Addio Regione, ma senza rimpianti
La Regione sparisce come una vecchia foto Polaroid, il prossimo Emiciclo conterà molte facce nuove. Soprattutto un personaggio, Luciano D’Alfonso, che promette bene. Ha un gran compito sulle spalle, e da rimuginare a fondo nei suoi ritiri monastici in quel di Leonessa. Siamo buoni cittadini (speriamo) e vorremmo un’istituzione credibile. Vorremmo avere fiducia negli uomini e nelle strutture dello Stato, benché sia difficile per chi ha una lunga esperienza da cronista e da raccontatore delle cose abruzzesi. Ma come si potrebbe vivere senza nutrire un minimo di speranza?
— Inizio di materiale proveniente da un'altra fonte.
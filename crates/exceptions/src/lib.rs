//! `gstflow-exceptions`: anomaly catalog, exception entity and detection rules.
//!
//! The detector is pure: it turns records, tax computations and allocated
//! invoices into [`Finding`]s. Findings become [`Exception`]s with identifiers
//! derived from their content, so detection can be repeated on resume without
//! duplicating anything.

pub mod catalog;
pub mod detector;
pub mod exception;

pub use catalog::{Category, ErrorCode, ErrorDefinition, RequestType, Severity};
pub use detector::{DetectorConfig, ExceptionDetector, RecordInspection};
pub use exception::{Exception, ExceptionStatus, Finding, RecordType, Resolution};
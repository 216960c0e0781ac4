//! The normalized transaction record consumed by the engine.
//!
//! Records arrive already parsed and mapped by upstream collaborators. They are
//! immutable: an approved correction produces a new *effective* record through
//! [`NormalizedRecord::with_overrides`], the input is never edited in place.

use rust_decimal::Decimal;
use serde::{Deserialize, Serialize};

use crate::error::{DomainError, DomainResult};
use crate::jurisdiction::Gstin;
use crate::value_object::Month;

/// Sales channel a record was extracted from.
#[derive(Debug, Clone, Copy, PartialEq, Eq, Hash, PartialOrd, Ord, Serialize, Deserialize)]
#[serde(rename_all = "snake_case")]
pub enum Channel {
    /// Amazon merchant tax report (B2C marketplace sales).
    AmazonMtr,
    /// Amazon stock transfer report (inter-warehouse movements).
    AmazonStr,
    Flipkart,
    Pepperfry,
}

impl Channel {
    pub const ALL: [Channel; 4] = [
        Channel::AmazonMtr,
        Channel::AmazonStr,
        Channel::Flipkart,
        Channel::Pepperfry,
    ];

    pub fn as_str(&self) -> &'static str {
        match self {
            Channel::AmazonMtr => "amazon_mtr",
            Channel::AmazonStr => "amazon_str",
            Channel::Flipkart => "flipkart",
            Channel::Pepperfry => "pepperfry",
        }
    }

    /// Invoice-number prefix for the channel.
    pub fn invoice_prefix(&self) -> &'static str {
        match self {
            Channel::AmazonMtr => "AMZ",
            Channel::AmazonStr => "AMZST",
            Channel::Flipkart => "FLIP",
            Channel::Pepperfry => "PEPP",
        }
    }

    pub fn from_invoice_prefix(prefix: &str) -> Option<Channel> {
        Self::ALL.into_iter().find(|c| c.invoice_prefix() == prefix)
    }
}

impl core::fmt::Display for Channel {
    fn fmt(&self, f: &mut core::fmt::Formatter<'_>) -> core::fmt::Result {
        f.write_str(self.as_str())
    }
}

impl core::str::FromStr for Channel {
    type Err = DomainError;

    fn from_str(s: &str) -> Result<Self, Self::Err> {
        Self::ALL
            .into_iter()
            .find(|c| c.as_str() == s.trim())
            .ok_or_else(|| DomainError::validation(format!("unknown channel '{s}'")))
    }
}

/// The (channel, GSTIN, month) batch a run processes.
#[derive(Debug, Clone, PartialEq, Eq, Hash, Serialize, Deserialize)]
pub struct RunScope {
    pub channel: Channel,
    pub gstin: Gstin,
    pub month: Month,
}

impl RunScope {
    pub fn new(channel: Channel, gstin: Gstin, month: Month) -> Self {
        Self {
            channel,
            gstin,
            month,
        }
    }

    /// True when the record belongs to this batch.
    pub fn contains(&self, record: &NormalizedRecord) -> bool {
        record.channel == self.channel && record.gstin == self.gstin && record.month == self.month
    }
}

impl core::fmt::Display for RunScope {
    fn fmt(&self, f: &mut core::fmt::Formatter<'_>) -> core::fmt::Result {
        write!(f, "{}_{}_{}", self.channel, self.gstin, self.month)
    }
}

/// Upstream transaction identifier (marketplace order item id).
#[derive(Debug, Clone, PartialEq, Eq, Hash, PartialOrd, Ord, Serialize, Deserialize)]
#[serde(transparent)]
pub struct TransactionId(String);

impl TransactionId {
    pub fn new(raw: impl Into<String>) -> DomainResult<Self> {
        let raw = raw.into();
        if raw.trim().is_empty() {
            return Err(DomainError::invalid_id("transaction id must not be empty"));
        }
        Ok(Self(raw))
    }

    pub fn as_str(&self) -> &str {
        &self.0
    }
}

impl core::fmt::Display for TransactionId {
    fn fmt(&self, f: &mut core::fmt::Formatter<'_>) -> core::fmt::Result {
        f.write_str(&self.0)
    }
}

/// One normalized, mapped marketplace transaction.
///
/// Optional fields are optional because upstream mapping may have failed; the
/// exception detector turns each gap into a typed exception.
#[derive(Debug, Clone, PartialEq, Eq, Serialize, Deserialize)]
pub struct NormalizedRecord {
    pub transaction_id: TransactionId,
    pub channel: Channel,
    pub gstin: Gstin,
    pub month: Month,
    /// Destination state as delivered upstream (abbreviation or full name).
    pub state_code: Option<String>,
    pub ledger_name: Option<String>,
    pub fg_name: Option<String>,
    pub quantity: i64,
    pub taxable_value: Option<Decimal>,
    /// Raw rate; validated against the allowed slabs downstream.
    pub gst_rate: Option<Decimal>,
    #[serde(default)]
    pub shipping_value: Decimal,
    #[serde(default)]
    pub returned_qty: i64,
    /// Shipping-origin state, when the channel reports one.
    #[serde(default)]
    pub seller_state: Option<String>,
}

impl NormalizedRecord {
    /// Start a record with the identifying fields; everything else empty.
    pub fn new(transaction_id: TransactionId, channel: Channel, gstin: Gstin, month: Month) -> Self {
        Self {
            transaction_id,
            channel,
            gstin,
            month,
            state_code: None,
            ledger_name: None,
            fg_name: None,
            quantity: 0,
            taxable_value: None,
            gst_rate: None,
            shipping_value: Decimal::ZERO,
            returned_qty: 0,
            seller_state: None,
        }
    }

    /// The effective record after applying approved corrections.
    pub fn with_overrides(&self, overrides: &RecordOverrides) -> NormalizedRecord {
        let mut effective = self.clone();
        if let Some(ledger) = &overrides.ledger_name {
            effective.ledger_name = Some(ledger.clone());
        }
        if let Some(fg) = &overrides.fg_name {
            effective.fg_name = Some(fg.clone());
        }
        if let Some(rate) = overrides.gst_rate {
            effective.gst_rate = Some(rate);
        }
        if let Some(state) = &overrides.state_code {
            effective.state_code = Some(state.clone());
        }
        effective
    }

    /// Quantity net of returns.
    pub fn net_quantity(&self) -> i64 {
        self.quantity - self.returned_qty
    }
}

/// Field corrections carried by an approval decision.
#[derive(Debug, Clone, Default, PartialEq, Eq, Serialize, Deserialize)]
pub struct RecordOverrides {
    #[serde(default, skip_serializing_if = "Option::is_none")]
    pub ledger_name: Option<String>,
    #[serde(default, skip_serializing_if = "Option::is_none")]
    pub fg_name: Option<String>,
    #[serde(default, skip_serializing_if = "Option::is_none")]
    pub gst_rate: Option<Decimal>,
    #[serde(default, skip_serializing_if = "Option::is_none")]
    pub state_code: Option<String>,
}

impl RecordOverrides {
    pub fn is_empty(&self) -> bool {
        self.ledger_name.is_none()
            && self.fg_name.is_none()
            && self.gst_rate.is_none()
            && self.state_code.is_none()
    }

    /// Layer `later` on top of `self`; later values win field by field.
    pub fn merge(&mut self, later: &RecordOverrides) {
        if later.ledger_name.is_some() {
            self.ledger_name = later.ledger_name.clone();
        }
        if later.fg_name.is_some() {
            self.fg_name = later.fg_name.clone();
        }
        if later.gst_rate.is_some() {
            self.gst_rate = later.gst_rate;
        }
        if later.state_code.is_some() {
            self.state_code = later.state_code.clone();
        }
    }
}
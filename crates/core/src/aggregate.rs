//! Event-sourced aggregates: the run lifecycle is rebuilt from its stream.

/// Identity and stream position of an aggregate.
pub trait AggregateRoot {
    type Id: Clone + Eq + core::hash::Hash + core::fmt::Debug;

    fn id(&self) -> &Self::Id;

    /// Events applied so far; `0` for a stream that was never written.
    fn version(&self) -> u64;
}

/// Stream position a writer expects to append at.
#[derive(Debug, Copy, Clone, PartialEq, Eq)]
pub enum ExpectedVersion {
    /// Append wherever the stream currently ends.
    Any,
    /// Append only if the stream holds exactly this many events.
    Exact(u64),
}

impl ExpectedVersion {
    pub fn matches(self, actual: u64) -> bool {
        match self {
            ExpectedVersion::Any => true,
            ExpectedVersion::Exact(v) => v == actual,
        }
    }
}

impl core::fmt::Display for ExpectedVersion {
    fn fmt(&self, f: &mut core::fmt::Formatter<'_>) -> core::fmt::Result {
        match self {
            ExpectedVersion::Any => f.write_str("any version"),
            ExpectedVersion::Exact(v) => write!(f, "version {v}"),
        }
    }
}

/// Decide with `handle`, evolve with `apply`.
///
/// `handle` never mutates and `apply` never fails, so replaying a stored
/// stream through `apply` always reproduces the state that produced it.
/// Neither side does IO; the coordinator loads, appends and publishes.
pub trait Aggregate: AggregateRoot {
    type Command: Clone + core::fmt::Debug;
    type Event: Clone + core::fmt::Debug;
    type Error: core::fmt::Debug;

    /// Fold one event into state; bumps the version by one.
    fn apply(&mut self, event: &Self::Event);

    fn handle(&self, command: &Self::Command) -> Result<Vec<Self::Event>, Self::Error>;
}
La Regione nacque tra disordini, lacrimogeni, barricate infuocate, arretratezze civili e sociali paurose. Visse tra arresti a ripetizione ed eccellenti in manette più che tra gli allori. Processi, vicende poco edificanti, e poi ancora arresti recenti e inchieste, fino alle storielle da operetta nelle camere di albergo, durante sontuosi viaggi a spese degli abruzzesi. Non è una storia edificante, anche se, come sempre, nel calderone bisogna contare anche cose buone, qualche onestà intellettuale, qualche sforzo sincero. Mai solo ombre, qualche luce – anche fioca – c’è sempre. Tuttavia il commiato è disastroso, in un Abruzzo che arretra, zoppica e scianchiglia, affonda e annaspa. Le cose vanno male, non per colpe solo locali, ma perché vanno male per tutti. Nel fosco scenario, nasce un’istituzione dal volto nuovo, il popolo sceglie la sinistra (parademocristiana), incorona D’Alfonso, e siamo tutti impegnati in un colpo di reni che ci tiri fuori dalle sabbie mobili. Ma, ripetiamo, senza rimpianti. Non c’è posto, con tutta la buona volontà .
Damose da fa, come disse un amico che contava: Giovanni Paolo II.